Finally, some hardware-aware NAS frameworks rely on lightweight prediction models that can quickly predict hardware performance numbers for a given DNN. For instance, ProxylessNAS [26] has trained a model that takes as inputs a DNN configuration (e.g., operation types, input and output shapes, and other operation attributes like kernel sizes) and outputs the estimated latency on the target hardware platform.

Summary (Sec. 6.2. HW-Aware NAS): Hardware efficiency metrics can be coupled with NAS loss function to find an architecture that considers both accuracy as well as latency (or similar metrics). While directly measuring performance metrics on a real hardware environment is the most accurate method, it can be slow and poorly parallelizable. Instead, the hardware performance can be estimated in high accuracy using an operation-wise lookup table or by training a simple prediction model.

Table 7: Summary of existing literature on Transformer-specific NAS techniques. SPOS and OFA stand for Single Path One-Shot [77] and Once-for-All [25], respectively.

6.3 Transformer-specific

NAS Early work on NAS focused on CNN models mostly for computer vision applications. However, after the Transformer architecture was introduced and matured enough to achieve state-of-the-art results not just for NLP tasks but also for other tasks, several works started to explore NAS methods to find more efficient alternatives. With the introduction and maturation of the Transformer architecture, which allowed for state-of-the-art results on a variety of tasks, a number of recent works have begun to explore the use of NAS methods to find more efficient alternatives. As the Transformer architecture was initially developed for NLP tasks, the earliest NAS works for Transformers were primarily in this domain.

Evolved Transformer [200] was one of the earliest attempts to apply NAS for searching better Transformer architectures, and it did so via an evolutionary search algorithm. Inspired by NASNet [255], Evolved Transformer adopts the cell-wise search space to search two cell structures. Each of these cell structures can be stacked for multiple times to form the encoder and decoder of the encoder-decoder Transformer architecture. The cell structure contains a stack of multiple blocks, and each block has its own hyperparameters such as operation type, normalization type, and dimensions which can be searched. The main challenge here is that NLP tasks require a much longer time to train and evaluate (e.g., the popular WMT 2014 En-De translation benchmark contains over 3 million sentence pairs). Furthermore, unlike the previous works [140, 142, 149, 182, 210] for CNNs that found CIFAR-10 to be a reasonable proxy for much larger ImageNet, these NLP tasks do not typically have good smaller proxy tasks. To address this, Evolved Transformer proposes to dynamically allocate resources to more promising architectures by early stopping those who fail to achieve the hurdle fitness within a small number of steps.

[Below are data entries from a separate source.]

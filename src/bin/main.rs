#![no_std]
#![no_main]
#![deny(
    clippy::mem_forget,
    reason = "mem::forget is generally not safe to do with esp_hal types, especially those \
    holding buffers for the duration of a data transfer."
)]
#![deny(clippy::large_stack_frames)]

use defmt::{info, warn};
use embassy_executor::Spawner;
use embassy_time::Timer;
use esp_hal::clock::CpuClock;
use esp_hal::delay::Delay;
use esp_hal::gpio::AnyPin;
use esp_hal::i2c::master::{AnyI2c, Config, I2c};
use esp_hal::time::Rate;
use esp_hal::timer::timg::TimerGroup;
use esp_println as _;
use esp32s3_baro::bmp280::{Bmp280, Bmp280Error};

#[panic_handler]
fn panic(_: &core::panic::PanicInfo) -> ! {
    loop {}
}

esp_bootloader_esp_idf::esp_app_desc!();

/// Seconds between two forced measurements.
const READ_INTERVAL_SECS: u64 = 3;

#[esp_rtos::main]
async fn main(spawner: Spawner) -> ! {
    let config = esp_hal::Config::default().with_cpu_clock(CpuClock::max());
    let peripherals = esp_hal::init(config);

    let timg0 = TimerGroup::new(peripherals.TIMG0);
    esp_rtos::start(timg0.timer0);

    info!("Embassy initialized!");

    spawner
        .spawn(read_temp_press(
            peripherals.GPIO21.into(),
            peripherals.GPIO20.into(),
            peripherals.I2C0.into(),
            true,
        ))
        .ok();

    loop {
        Timer::after_secs(1).await;
    }
}

#[embassy_executor::task]
async fn read_temp_press(
    sda_pin: AnyPin<'static>,
    scl_pin: AnyPin<'static>,
    i2c: AnyI2c<'static>,
    sdo_gnd: bool,
) {
    info!("'read_temp_press' has been started");
    let cfg = Config::default().with_frequency(Rate::from_khz(100));
    let bus = match I2c::new(i2c, cfg) {
        Ok(bus) => bus.with_sda(sda_pin).with_scl(scl_pin),
        Err(_) => {
            warn!("I2C configuration rejected");
            return;
        }
    };
    let mut device = Bmp280::new(bus, Delay::new(), sdo_gnd);

    // Initialization
    while let Err(e) = device.init() {
        warn!("BMP280 initialization failed: {:?}", e);
        Timer::after_secs(READ_INTERVAL_SECS).await;
    }
    info!("BMP280 has been initialized");

    loop {
        Timer::after_secs(READ_INTERVAL_SECS).await;
        match device.acquire() {
            Ok(reading) => {
                let (pa, centi) = reading.pressure_split();
                info!(
                    "T={} x0.1 C, P={} Pa (+{}/100)",
                    reading.temperature, pa, centi
                );
            }
            Err(Bmp280Error::Timeout) => info!("Conversion timed out, retrying"),
            Err(e) => warn!("Acquisition failed: {:?}", e),
        }
    }
}
// Copyright (c) AlphaVelocity.
// All rights reserved.
//
// This source code is licensed under the license found in the
// LICENSE file in the root directory of this source tree.

//! Budget evaluation against category spend.
//!
//! Budgets point at a category id, but spend is matched by category *name*
//! against `Transaction::category`. Renaming a category therefore detaches it
//! from the transactions recorded under the old name.
//!
//! Budgets are scoped to plain calendar months (`YYYY-MM`), not the fiscal
//! window used by the dashboard.

use crate::errors::{FinanceError, FinanceResult};
use crate::finance::period::{days_in_month, month_key, parse_month_key};
use crate::models::{Budget, Category, Transaction, TransactionType, new_id};
use chrono::{Datelike, NaiveDate, NaiveDateTime};
use rust_decimal::Decimal;
use serde::Serialize;

const WARNING_PERCENT: Decimal = Decimal::from_parts(80, 0, 0, false, 0);
const DAYS_PER_BUDGET_MONTH: Decimal = Decimal::from_parts(30, 0, 0, false, 0);

#[derive(Debug, Clone, Copy, PartialEq, Eq, Serialize)]
#[serde(rename_all = "lowercase")]
pub enum BudgetLevel {
    Success,
    Warning,
    Danger,
}

impl BudgetLevel {
    pub fn as_str(&self) -> &'static str {
        match self {
            BudgetLevel::Success => "success",
            BudgetLevel::Warning => "warning",
            BudgetLevel::Danger => "danger",
        }
    }
}

#[derive(Debug, Clone, PartialEq, Serialize)]
#[serde(rename_all = "camelCase")]
pub struct BudgetStatus {
    pub budget_id: String,
    pub category_id: String,
    pub category_name: String,
    pub month: String,
    pub limit: Decimal,
    pub spent: Decimal,
    pub remaining: Decimal,
    pub percentage: Decimal,
    pub level: BudgetLevel,
}

#[derive(Debug, Clone, PartialEq, Serialize)]
#[serde(rename_all = "camelCase")]
pub struct BudgetAlert {
    pub category: String,
    pub spent: Decimal,
    pub limit: Decimal,
    pub percentage: Decimal,
    pub level: BudgetLevel,
}

#[derive(Debug, Clone, PartialEq, Serialize)]
#[serde(rename_all = "camelCase")]
pub struct SafeToSpend {
    pub daily_budget: Decimal,
    pub spent_today: Decimal,
    pub left_today: Decimal,
    pub over_by: Decimal,
}

/// `spent / limit * 100`. A zero or negative limit reads as fully used.
pub fn budget_percentage(spent: Decimal, limit: Decimal) -> Decimal {
    if limit <= Decimal::ZERO {
        return Decimal::ONE_HUNDRED;
    }
    spent / limit * Decimal::ONE_HUNDRED
}

pub fn classify(percentage: Decimal) -> BudgetLevel {
    if percentage >= Decimal::ONE_HUNDRED {
        BudgetLevel::Danger
    } else if percentage >= WARNING_PERCENT {
        BudgetLevel::Warning
    } else {
        BudgetLevel::Success
    }
}

pub fn category_name<'a>(categories: &'a [Category], category_id: &str) -> Option<&'a str> {
    categories
        .iter()
        .find(|c| c.id == category_id)
        .map(|c| c.name.as_str())
}

/// Status of every budget in `month`, with spend recomputed from transactions.
pub fn evaluate(
    budgets: &[Budget],
    categories: &[Category],
    transactions: &[Transaction],
    month: &str,
) -> Vec<BudgetStatus> {
    budgets
        .iter()
        .filter(|b| b.month == month)
        .map(|b| {
            let name = category_name(categories, &b.category_id);
            let spent = match name {
                Some(name) => month_spend(transactions, name, month),
                None => Decimal::ZERO,
            };
            let percentage = budget_percentage(spent, b.limit);
            BudgetStatus {
                budget_id: b.id.clone(),
                category_id: b.category_id.clone(),
                category_name: name.unwrap_or_default().to_string(),
                month: b.month.clone(),
                limit: b.limit,
                spent,
                remaining: b.limit - spent,
                percentage,
                level: classify(percentage),
            }
        })
        .collect()
}

fn month_spend(transactions: &[Transaction], category: &str, month: &str) -> Decimal {
    transactions
        .iter()
        .filter(|t| {
            t.r#type == TransactionType::Expense
                && t.category == category
                && month_key(t.date.date()) == month
        })
        .map(|t| t.amount)
        .sum()
}

/// Builds a new budget, refusing a second one for the same category and month.
pub fn create_budget(
    budgets: &[Budget],
    category_id: &str,
    limit: Decimal,
    month: &str,
    now: NaiveDateTime,
) -> FinanceResult<Budget> {
    if limit <= Decimal::ZERO {
        return Err(FinanceError::NonPositiveLimit(limit));
    }
    let month = month_key(parse_month_key(month)?);
    if find_budget(budgets, category_id, &month).is_some() {
        return Err(FinanceError::DuplicateBudget {
            category_id: category_id.to_string(),
            month,
        });
    }
    Ok(Budget {
        id: new_id(),
        category_id: category_id.to_string(),
        limit,
        spent: Decimal::ZERO,
        month,
        created_at: now,
    })
}

pub fn find_budget<'a>(budgets: &'a [Budget], category_id: &str, month: &str) -> Option<&'a Budget> {
    budgets
        .iter()
        .find(|b| b.category_id == category_id && b.month == month)
}

pub fn set_limit(budgets: &mut [Budget], id: &str, limit: Decimal) -> FinanceResult<()> {
    if limit <= Decimal::ZERO {
        return Err(FinanceError::NonPositiveLimit(limit));
    }
    let budget = budgets
        .iter_mut()
        .find(|b| b.id == id)
        .ok_or_else(|| FinanceError::not_found("Budget", id))?;
    budget.limit = limit;
    Ok(())
}

pub fn delete_budget(budgets: &mut Vec<Budget>, id: &str) -> FinanceResult<Budget> {
    let pos = budgets
        .iter()
        .position(|b| b.id == id)
        .ok_or_else(|| FinanceError::not_found("Budget", id))?;
    Ok(budgets.remove(pos))
}

/// Bumps the cached `spent` of the budget matching a freshly recorded
/// expense (same category name, current calendar month). Returns an alert
/// once the budget is at or above the warning threshold. Never rejects.
pub fn record_expense(
    budgets: &mut [Budget],
    categories: &[Category],
    transaction: &Transaction,
    today: NaiveDate,
) -> Option<BudgetAlert> {
    if transaction.r#type != TransactionType::Expense {
        return None;
    }
    let month = month_key(today);
    let budget = budgets.iter_mut().find(|b| {
        b.month == month
            && category_name(categories, &b.category_id) == Some(transaction.category.as_str())
    })?;
    budget.spent += transaction.amount;

    let percentage = budget_percentage(budget.spent, budget.limit);
    let level = classify(percentage);
    if level == BudgetLevel::Success {
        return None;
    }
    tracing::warn!(
        category = %transaction.category,
        spent = %budget.spent,
        limit = %budget.limit,
        level = level.as_str(),
        "Budget threshold reached"
    );
    Some(BudgetAlert {
        category: transaction.category.clone(),
        spent: budget.spent,
        limit: budget.limit,
        percentage,
        level,
    })
}

/// What is left of the fiscal-month balance, spread over the remaining days
/// of the calendar month (today included). Never negative.
pub fn daily_budget_from_balance(income: Decimal, expense: Decimal, today: NaiveDate) -> Decimal {
    let remaining_days = days_in_month(today) - today.day() + 1;
    let per_day = (income - expense) / Decimal::from(remaining_days);
    per_day.max(Decimal::ZERO)
}

/// Sum of the month's budget limits spread over a 30-day month. `None` when
/// the month has no budgeted amount at all.
pub fn daily_budget_from_limits(budgets: &[Budget], month: &str) -> Option<Decimal> {
    let total: Decimal = budgets
        .iter()
        .filter(|b| b.month == month)
        .map(|b| b.limit)
        .sum();
    if total <= Decimal::ZERO {
        return None;
    }
    Some(total / DAYS_PER_BUDGET_MONTH)
}

pub fn safe_to_spend(daily_budget: Decimal, spent_today: Decimal) -> SafeToSpend {
    SafeToSpend {
        daily_budget,
        spent_today,
        left_today: (daily_budget - spent_today).max(Decimal::ZERO),
        over_by: (spent_today - daily_budget).max(Decimal::ZERO),
    }
}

Due to the large computational cost of training Transformers on NLP tasks, weight sharing and supernet based NAS have become popular options. HAT [222] extends the Once-for-All [25] scheme to Transformer architectures to train a single supernet from which sub-networks with different depths, number of heads, and dimensions can be sampled. Furthermore, HAT is hardware-aware, in that it directly optimizes for latency along with accuracy using a multi-layer latency prediction model. HAT shares the benefits of Once-for-All, which allows sub-networks to be sampled through evolutionary search and deployed immediately to target hardware devices without retraining.

NAS-BERT [235] is another supernet based NAS for Transformers that extends Single Path One-Shot [77]. Different from the aforementioned methods, NAS-BERT proposes a NAS method that can be applied at the pre-training stage of encoder-only BERT so as to be agnostic to downstream tasks. In order to avoid the prohibitive cost of directly performing architecture search in a big supernet on the heavy pre-training task, NAS-BERT employs two novel techniques: (1) block-wise training, that splits the entire supernet into multiple blocks of successive Transformer layers which are then trained separately; and (2) progressive shrinking, that dynamically prunes less promising sub-networks based on their validation loss. Primer [201] searches for a more efficient decoder-only Transformer for auto-regressive language modeling. Unlike the majority of NAS methods that view a model as a connection of multiple operations selected from a NAS search space, Primer views it as a single valid Tensorflow (TF) program comprised of fine-grained TF primitive operations like addition, exponential, convolution, and many others. Using evolutionary search, it targets to search a TF program defining a decoder block that can be stacked multiple times to form an auto-regressive language model. The hope is that this minimizes inductive bias when designing the search space, as the possible set of operations and their connectivity are no longer pre-determined by human experts. In order to reduce the heavy computational cost of auto-regressive pre-training, Primer brings the idea of hurdles of Evolved Transformer [200]. Additionally, it uses relatively small LM1B dataset as a proxy task to discover model architecture, which is then transferred to much larger target tasks such as PG-19 [176] and C4 [178].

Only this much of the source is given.